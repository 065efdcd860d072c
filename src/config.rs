//! Configuration management
//!
//! Generator endpoint, tier-transition thresholds, and exercise set sizes.
//! Stored as TOML in the platform config directory and created with defaults
//! on first load.

use anyhow::{Context, Result};
use serde::{Deserialize, Serialize};
use std::path::{Path, PathBuf};

use crate::exercises::validator::DEFAULT_MIN_USABLE_ITEMS;
use crate::exercises::ITEMS_PER_SET;
use crate::generator::openrouter::OPENROUTER_BASE_URL;
use crate::proficiency::scorer::{MAX_SCORE, MIN_SCORE};
use crate::proficiency::tracker::{DEFAULT_DEMOTE_THRESHOLD, DEFAULT_PROMOTE_THRESHOLD};
use crate::proficiency::TrackerThresholds;

/// Main configuration structure
#[derive(Debug, Clone, Default, PartialEq, Serialize, Deserialize)]
pub struct Config {
    /// Remote text generator settings
    #[serde(default)]
    pub generator: GeneratorConfig,
    /// Tier transition thresholds
    #[serde(default)]
    pub tracker: TrackerConfig,
    /// Exercise set sizes
    #[serde(default)]
    pub exercises: ExercisesConfig,
}

#[derive(Debug, Clone, PartialEq, Serialize, Deserialize)]
pub struct GeneratorConfig {
    /// OpenAI-compatible API base, without `/chat/completions`
    #[serde(default = "default_base_url")]
    pub base_url: String,
    #[serde(default = "default_model")]
    pub model: String,
    /// Upper bound on one generation call
    #[serde(default = "default_timeout_secs")]
    pub timeout_secs: u64,
    /// Cap applied on top of the per-tier token budget
    #[serde(default = "default_max_tokens")]
    pub max_tokens: u32,
    /// Environment variable holding the API key
    #[serde(default = "default_api_key_env")]
    pub api_key_env: String,
}

fn default_base_url() -> String {
    OPENROUTER_BASE_URL.to_string()
}

fn default_model() -> String {
    "openai/gpt-4o-mini".to_string()
}

fn default_timeout_secs() -> u64 {
    30
}

fn default_max_tokens() -> u32 {
    2000
}

fn default_api_key_env() -> String {
    "OPENROUTER_API_KEY".to_string()
}

impl Default for GeneratorConfig {
    fn default() -> Self {
        Self {
            base_url: default_base_url(),
            model: default_model(),
            timeout_secs: default_timeout_secs(),
            max_tokens: default_max_tokens(),
            api_key_env: default_api_key_env(),
        }
    }
}

#[derive(Debug, Clone, PartialEq, Serialize, Deserialize)]
pub struct TrackerConfig {
    /// Score at or above which an increase recommendation promotes
    #[serde(default = "default_promote_threshold")]
    pub promote_threshold: f64,
    /// Score at or below which a decrease recommendation demotes
    #[serde(default = "default_demote_threshold")]
    pub demote_threshold: f64,
}

fn default_promote_threshold() -> f64 {
    DEFAULT_PROMOTE_THRESHOLD
}

fn default_demote_threshold() -> f64 {
    DEFAULT_DEMOTE_THRESHOLD
}

impl Default for TrackerConfig {
    fn default() -> Self {
        Self {
            promote_threshold: default_promote_threshold(),
            demote_threshold: default_demote_threshold(),
        }
    }
}

impl TrackerConfig {
    pub fn thresholds(&self) -> TrackerThresholds {
        TrackerThresholds {
            promote: self.promote_threshold,
            demote: self.demote_threshold,
        }
    }
}

#[derive(Debug, Clone, PartialEq, Serialize, Deserialize)]
pub struct ExercisesConfig {
    #[serde(default = "default_items_per_set")]
    pub items_per_set: usize,
    /// Below this many valid items the static set is served instead
    #[serde(default = "default_min_usable_items")]
    pub min_usable_items: usize,
}

fn default_items_per_set() -> usize {
    ITEMS_PER_SET
}

fn default_min_usable_items() -> usize {
    DEFAULT_MIN_USABLE_ITEMS
}

impl Default for ExercisesConfig {
    fn default() -> Self {
        Self {
            items_per_set: default_items_per_set(),
            min_usable_items: default_min_usable_items(),
        }
    }
}

impl Config {
    /// Load from the default location, writing defaults if missing
    pub fn load() -> Result<Self> {
        Self::load_from(&config_path()?)
    }

    /// Load from an explicit path, writing defaults if missing
    pub fn load_from(path: &Path) -> Result<Self> {
        if path.exists() {
            let contents = std::fs::read_to_string(path)
                .with_context(|| format!("Failed to read config file {}", path.display()))?;
            let config: Config = toml::from_str(&contents)
                .with_context(|| format!("Failed to parse config file {}", path.display()))?;
            config.check()?;
            Ok(config)
        } else {
            let config = Config::default();
            config.save_to(path)?;
            Ok(config)
        }
    }

    pub fn save(&self) -> Result<()> {
        self.save_to(&config_path()?)
    }

    pub fn save_to(&self, path: &Path) -> Result<()> {
        if let Some(parent) = path.parent() {
            std::fs::create_dir_all(parent).context("Failed to create config directory")?;
        }

        let contents = toml::to_string_pretty(self).context("Failed to serialize config")?;
        std::fs::write(path, contents).context("Failed to write config file")?;

        Ok(())
    }

    fn check(&self) -> Result<()> {
        for (name, value) in [
            ("promote_threshold", self.tracker.promote_threshold),
            ("demote_threshold", self.tracker.demote_threshold),
        ] {
            if !(MIN_SCORE..=MAX_SCORE).contains(&value) {
                anyhow::bail!(
                    "tracker.{} ({}) must be within the score range {}..={}",
                    name,
                    value,
                    MIN_SCORE,
                    MAX_SCORE
                );
            }
        }
        if self.tracker.demote_threshold >= self.tracker.promote_threshold {
            anyhow::bail!(
                "tracker.demote_threshold ({}) must be below tracker.promote_threshold ({})",
                self.tracker.demote_threshold,
                self.tracker.promote_threshold
            );
        }
        if self.exercises.min_usable_items == 0 || self.exercises.items_per_set == 0 {
            anyhow::bail!("exercises.items_per_set and exercises.min_usable_items must be at least 1");
        }
        if self.exercises.min_usable_items > self.exercises.items_per_set {
            anyhow::bail!(
                "exercises.min_usable_items ({}) cannot exceed exercises.items_per_set ({})",
                self.exercises.min_usable_items,
                self.exercises.items_per_set
            );
        }
        if self.generator.timeout_secs == 0 {
            anyhow::bail!("generator.timeout_secs must be at least 1");
        }
        Ok(())
    }
}

pub fn config_path() -> Result<PathBuf> {
    let base = directories::ProjectDirs::from("com", "estonian-tutor", "estonian-tutor")
        .context("Failed to get project directories")?;
    Ok(base.config_dir().join("config.toml"))
}

pub fn show_config(config: &Config, path: &Path) {
    println!("Config file: {}", path.display());
    println!();
    println!("[generator]");
    println!("  base_url         {}", config.generator.base_url);
    println!("  model            {}", config.generator.model);
    println!("  timeout_secs     {}", config.generator.timeout_secs);
    println!("  max_tokens       {}", config.generator.max_tokens);
    let key_state = if std::env::var(&config.generator.api_key_env).is_ok() {
        "set"
    } else {
        "not set"
    };
    println!("  api_key_env      {} ({})", config.generator.api_key_env, key_state);
    println!("[tracker]");
    println!("  promote_threshold {}", config.tracker.promote_threshold);
    println!("  demote_threshold  {}", config.tracker.demote_threshold);
    println!("[exercises]");
    println!("  items_per_set    {}", config.exercises.items_per_set);
    println!("  min_usable_items {}", config.exercises.min_usable_items);
}

#[cfg(test)]
mod tests {
    use super::*;
    use tempfile::TempDir;

    #[test]
    fn test_defaults_match_constants() {
        let config = Config::default();
        assert_eq!(config.generator.timeout_secs, 30);
        assert_eq!(config.generator.max_tokens, 2000);
        assert_eq!(config.generator.api_key_env, "OPENROUTER_API_KEY");
        assert_eq!(config.tracker.promote_threshold, 4.5);
        assert_eq!(config.tracker.demote_threshold, 2.0);
        assert_eq!(config.exercises.items_per_set, 5);
        assert_eq!(config.exercises.min_usable_items, 1);
    }

    #[test]
    fn test_load_creates_defaults() {
        let dir = TempDir::new().unwrap();
        let path = dir.path().join("nested").join("config.toml");

        let config = Config::load_from(&path).unwrap();
        assert_eq!(config, Config::default());
        assert!(path.exists());
    }

    #[test]
    fn test_save_and_reload() {
        let dir = TempDir::new().unwrap();
        let path = dir.path().join("config.toml");

        let mut config = Config::default();
        config.generator.model = "meta-llama/llama-3.1-8b-instruct".to_string();
        config.tracker.promote_threshold = 4.0;
        config.save_to(&path).unwrap();

        let loaded = Config::load_from(&path).unwrap();
        assert_eq!(loaded.generator.model, "meta-llama/llama-3.1-8b-instruct");
        assert_eq!(loaded.tracker.thresholds().promote, 4.0);
    }

    #[test]
    fn test_partial_file_fills_defaults() {
        let dir = TempDir::new().unwrap();
        let path = dir.path().join("config.toml");
        std::fs::write(&path, "[generator]\ntimeout_secs = 5\n").unwrap();

        let config = Config::load_from(&path).unwrap();
        assert_eq!(config.generator.timeout_secs, 5);
        assert_eq!(config.generator.base_url, OPENROUTER_BASE_URL);
        assert_eq!(config.exercises, ExercisesConfig::default());
    }

    #[test]
    fn test_rejects_inverted_thresholds() {
        let dir = TempDir::new().unwrap();
        let path = dir.path().join("config.toml");
        std::fs::write(&path, "[tracker]\npromote_threshold = 2.0\ndemote_threshold = 3.0\n").unwrap();

        assert!(Config::load_from(&path).is_err());
    }

    #[test]
    fn test_rejects_min_above_set_size() {
        let dir = TempDir::new().unwrap();
        let path = dir.path().join("config.toml");
        std::fs::write(&path, "[exercises]\nitems_per_set = 3\nmin_usable_items = 4\n").unwrap();

        let err = Config::load_from(&path).unwrap_err();
        assert!(err.to_string().contains("min_usable_items"));
    }

    #[test]
    fn test_rejects_threshold_outside_score_range() {
        let dir = TempDir::new().unwrap();
        let path = dir.path().join("config.toml");

        std::fs::write(&path, "[tracker]\npromote_threshold = 6.0\n").unwrap();
        assert!(Config::load_from(&path).is_err());

        std::fs::write(&path, "[tracker]\ndemote_threshold = 0.5\n").unwrap();
        assert!(Config::load_from(&path).is_err());

        std::fs::write(&path, "[tracker]\npromote_threshold = 5.0\ndemote_threshold = 1.0\n").unwrap();
        assert!(Config::load_from(&path).is_ok());
    }
}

____

TASK DESCRIPTION: Everything above from the line containing "to read config" down to the line containing "to create config" is to be transcribed exactly, with both of those lines included and nothing else added.

SOLVED EXERCISE:
                .with_context(|| format!("Failed to read config file {}", path.display()))?;
            let config: Config = toml::from_str(&contents)
                .with_context(|| format!("Failed to parse config file {}", path.display()))?;
            config.check()?;
            Ok(config)
        } else {
            let config = Config::default();
            config.save_to(path)?;
            Ok(config)
        }
    }

    pub fn save(&self) -> Result<()> {
        self.save_to(&config_path()?)
    }

    pub fn save_to(&self, path: &Path) -> Result<()> {
        if let Some(parent) = path.parent() {
            std::fs::create_dir_all(parent).context("Failed to create config directory")?;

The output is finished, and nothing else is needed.